WORK INSTRUCTIONS. Using the records below, find every line that includes "CurvedCodec" and copy it.

Stored data entries:
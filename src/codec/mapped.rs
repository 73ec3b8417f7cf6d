use super::{Bounds, IntCodec, IntWidth, Number, PartitionAdapter};

/// `|x|` limit applied before the curve; the curve is flat beyond it.
pub const CURVE_LIMIT: f64 = 3.0;

/// Saturating curve, `2 / (1 + e^-2x) - 1`.
#[inline]
pub fn curve(x: f64) -> f64 {
    2.0 / (1.0 + (-2.0 * x).exp()) - 1.0
}

/// Inverse of [`curve`], `0.5 * ln((1 + y) / (1 - y))`.
#[inline]
pub fn decurve(y: f64) -> f64 {
    0.5 * ((1.0 + y) / (1.0 - y)).ln()
}

/// Linear packing of `[min, max]` onto `[inner MIN + 1, inner MAX]`.
///
/// Inputs outside the domain are clamped.
#[derive(Debug, Clone, Copy, PartialEq)]
pub struct LinearCodec {
    inner: IntCodec,
    bounds: Bounds,
}

impl LinearCodec {
    pub fn new(width: IntWidth, bounds: Bounds) -> Self {
        Self {
            inner: IntCodec::new(width),
            bounds,
        }
    }

    pub fn bounds(&self) -> Bounds {
        self.bounds
    }

    fn usable_range(&self) -> f64 {
        let width = self.inner.width();
        width.max_value() as f64 - width.min_value() as f64
    }

    pub fn encode(&self, value: f64) -> i64 {
        let Bounds { min, max } = self.bounds;
        let ratio = (value.clamp(min, max) - min) / (max - min);
        (ratio * self.usable_range() + self.inner.width().min_value() as f64).round_ties_even() as i64
    }

    pub fn decode(&self, code: i64) -> f64 {
        let Bounds { min, max } = self.bounds;
        let ratio = (code as f64 - self.inner.width().min_value() as f64) / self.usable_range();
        ratio * (max - min) + min
    }
}

impl PartitionAdapter for LinearCodec {
    fn type_size(&self) -> usize {
        self.inner.width().size()
    }

    #[inline]
    fn get(&self, buf: &[u8], offset: usize) -> Option<Number> {
        self.inner
            .get_raw(buf, offset)
            .map(|code| Number::Float(self.decode(code)))
    }

    #[inline]
    fn put(&self, buf: &mut [u8], offset: usize, value: Option<Number>) {
        let code = Number::present(value).map(|v| self.encode(v.as_f64()));
        self.inner.put_raw(buf, offset, code);
    }
}

/// Nonlinear packing that spends more codes near the domain midpoint.
///
/// The value is expressed as a ratio of the half-domain around the midpoint,
/// limited to `±CURVE_LIMIT`, passed through [`curve`] and scaled onto the
/// symmetric code range `[-MAX, MAX]` of the inner width.
#[derive(Debug, Clone, Copy, PartialEq)]
pub struct CurvedCodec {
    inner: IntCodec,
    bounds: Bounds,
}

impl CurvedCodec {
    pub fn new(width: IntWidth, bounds: Bounds) -> Self {
        Self {
            inner: IntCodec::new(width),
            bounds,
        }
    }

    pub fn bounds(&self) -> Bounds {
        self.bounds
    }

    fn mid(&self) -> f64 {
        (self.bounds.min + self.bounds.max) / 2.0
    }

    fn half(&self) -> f64 {
        (self.bounds.max - self.bounds.min) / 2.0
    }

    fn scale(&self) -> f64 {
        self.inner.width().max_value() as f64
    }

    pub fn encode(&self, value: f64) -> i64 {
        let x = ((value - self.mid()) / self.half()).clamp(-CURVE_LIMIT, CURVE_LIMIT);
        (curve(x) * self.scale()).round_ties_even() as i64
    }

    pub fn decode(&self, code: i64) -> f64 {
        let y = code as f64 / self.scale();
        let x = decurve(y).clamp(-CURVE_LIMIT, CURVE_LIMIT);
        x * self.half() + self.mid()
    }
}

impl PartitionAdapter for CurvedCodec {
    fn type_size(&self) -> usize {
        self.inner.width().size()
    }

    #[inline]
    fn get(&self, buf: &[u8], offset: usize) -> Option<Number> {
        self.inner
            .get_raw(buf, offset)
            .map(|code| Number::Float(self.decode(code)))
    }

    #[inline]
    fn put(&self, buf: &mut [u8], offset: usize, value: Option<Number>) {
        let code = Number::present(value).map(|v| self.encode(v.as_f64()));
        self.inner.put_raw(buf, offset, code);
    }
}

#[cfg(test)]
mod tests {
    use super::*;

    fn curved16() -> CurvedCodec {
        CurvedCodec::new(IntWidth::I16, Bounds::new(-32767.0, 32767.0).unwrap())
    }

    fn stored_code(codec: &impl PartitionAdapter, value: Option<Number>) -> i16 {
        let mut buf = [0u8; 2];
        codec.put(&mut buf, 0, value);
        i16::from_be_bytes(buf)
    }

    #[test]
    fn curved_fixture_codes() {
        let codec = curved16();
        assert_eq!(stored_code(&codec, Some(Number::Float(1.234))), 1);
        assert_eq!(stored_code(&codec, None), -32768);
        assert_eq!(stored_code(&codec, Some(Number::Float(50000.0))), 29809);
        assert_eq!(stored_code(&codec, Some(Number::Float(-50000.0))), -29809);
    }

    #[test]
    fn curved_saturates_far_outside_domain() {
        let codec = curved16();
        let limit = codec.encode(1e12);
        assert_eq!(limit, codec.encode(3.0 * 32767.0));
        assert_eq!(codec.encode(-1e12), -limit);
    }

    #[test]
    fn curved_has_finer_steps_near_midpoint() {
        let codec = CurvedCodec::new(IntWidth::I8, Bounds::new(0.0, 100.0).unwrap());
        let near_mid = codec.decode(1) - codec.decode(0);
        let near_edge = codec.decode(97) - codec.decode(96);
        assert!(near_mid < near_edge, "{near_mid} vs {near_edge}");
    }

    #[test]
    fn curve_and_decurve_are_inverse() {
        for x in [-2.5, -1.0, -0.1, 0.0, 0.3, 1.7, 2.9] {
            assert!((decurve(curve(x)) - x).abs() < 1e-9, "{x}");
        }
        assert!((curve(1.0) - 1f64.tanh()).abs() < 1e-12);
    }

    #[test]
    fn linear_clamps_and_spans_usable_range() {
        let codec = LinearCodec::new(IntWidth::I8, Bounds::new(0.0, 10.0).unwrap());
        assert_eq!(codec.encode(0.0), -127);
        assert_eq!(codec.encode(10.0), 127);
        assert_eq!(codec.encode(-5.0), -127);
        assert_eq!(codec.encode(25.0), 127);
        assert_eq!(codec.decode(-127), 0.0);
        assert_eq!(codec.decode(127), 10.0);
    }

    #[test]
    fn linear_round_trip_within_step() {
        let bounds = Bounds::new(-40.0, 85.0).unwrap();
        let codec = LinearCodec::new(IntWidth::I16, bounds);
        let step = (bounds.max - bounds.min) / 65534.0;
        let mut buf = [0u8; 2];
        for v in [-40.0, -3.3, 0.0, 21.7, 85.0] {
            codec.put(&mut buf, 0, Some(Number::Float(v)));
            let back = codec.get(&buf, 0).unwrap().as_f64();
            assert!((back - v).abs() <= step, "{v} -> {back}");
        }
        codec.put(&mut buf, 0, None);
        assert_eq!(codec.get(&buf, 0), None);
    }
}
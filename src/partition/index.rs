use crate::error::Result;
use crate::partition::{PartitionKey, PartitionPeriod};

/// Key and covered time range of one stored partition.
///
/// Holds no lock and no codec; descriptors are resolved through the partition
/// cache when the partition is actually read.
#[derive(Debug, Clone, PartialEq, Eq)]
pub struct PartitionSpan {
    pub key: PartitionKey,
    /// First millisecond covered.
    pub start: i64,
    /// Last millisecond covered.
    pub end: i64,
}

impl PartitionSpan {
    pub fn new(key: PartitionKey, period: PartitionPeriod) -> Result<Self> {
        let start = period.parse_start(&key.partition_id)?;
        let end = period.next_start(start)? - 1;
        Ok(Self { key, start, end })
    }
}

/// Partitions of one series ordered by start time.
///
/// Partitions of a series never overlap, so both `start` and `end` are
/// monotone and an overlap query is two binary searches.
#[derive(Debug, Default, Clone)]
pub struct IntervalIndex {
    spans: Vec<PartitionSpan>,
}

impl IntervalIndex {
    pub fn new(mut spans: Vec<PartitionSpan>) -> Self {
        spans.sort_by_key(|s| s.start);
        spans.dedup_by(|a, b| a.start == b.start);
        Self { spans }
    }

    /// Partitions intersecting `[from, to]`, in time order.
    pub fn overlapping(&self, from: i64, to: i64) -> &[PartitionSpan] {
        if from > to {
            return &[];
        }
        let first = self.spans.partition_point(|s| s.end < from);
        let last = self.spans.partition_point(|s| s.start <= to);
        if first >= last {
            return &[];
        }
        &self.spans[first..last]
    }

    /// Partition containing `timestamp_ms`, if it exists.
    pub fn find(&self, timestamp_ms: i64) -> Option<&PartitionSpan> {
        self.overlapping(timestamp_ms, timestamp_ms).first()
    }

    pub fn iter(&self) -> impl Iterator<Item = &PartitionSpan> {
        self.spans.iter()
    }

    pub fn len(&self) -> usize {
        self.spans.len()
    }

    pub fn is_empty(&self) -> bool {
        self.spans.is_empty()
    }
}

#[cfg(test)]
mod tests {
    use super::*;
    use crate::partition::DAY_MS;

    fn index(ids: &[&str]) -> IntervalIndex {
        IntervalIndex::new(
            ids.iter()
                .map(|id| PartitionSpan::new(PartitionKey::new("s", *id), PartitionPeriod::Day).unwrap())
                .collect(),
        )
    }

    fn ids(spans: &[PartitionSpan]) -> Vec<&str> {
        spans.iter().map(|s| s.key.partition_id.as_str()).collect()
    }

    #[test]
    fn overlapping_returns_time_ordered_slice() {
        let idx = index(&["20240105", "20240101", "20240103", "20240102"]);
        let jan2 = PartitionPeriod::Day.parse_start("20240102").unwrap();
        assert_eq!(ids(idx.overlapping(jan2, jan2 + 2 * DAY_MS)), ["20240102", "20240103"]);
        assert_eq!(ids(idx.overlapping(jan2 - 1, jan2)), ["20240101", "20240102"]);
        assert_eq!(idx.len(), 4);
    }

    #[test]
    fn gaps_and_empty_queries() {
        let idx = index(&["20240101", "20240105"]);
        let jan3 = PartitionPeriod::Day.parse_start("20240103").unwrap();
        assert!(idx.overlapping(jan3, jan3 + DAY_MS - 1).is_empty());
        assert!(idx.overlapping(jan3, jan3 - 1).is_empty());
        assert!(idx.find(jan3).is_none());
        assert_eq!(
            idx.find(jan3 + 2 * DAY_MS).map(|s| s.key.partition_id.as_str()),
            Some("20240105")
        );
        assert!(IntervalIndex::default().overlapping(0, i64::MAX).is_empty());
    }

    #[test]
    fn span_covers_whole_period() {
        let span = PartitionSpan::new(PartitionKey::new("s", "202402"), PartitionPeriod::Month).unwrap();
        assert_eq!(span.end - span.start + 1, 29 * DAY_MS);
        assert!(PartitionSpan::new(PartitionKey::new("s", "2024"), PartitionPeriod::Day).is_err());
    }
}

RESPONSE.
pub struct CurvedCodec {
impl CurvedCodec {
impl PartitionAdapter for CurvedCodec {
    fn curved16() -> CurvedCodec {
        CurvedCodec::new(IntWidth::I16, Bounds::new(-32767.0, 32767.0).unwrap())
        let codec = CurvedCodec::new(IntWidth::I8, Bounds::new(0.0, 100.0).unwrap());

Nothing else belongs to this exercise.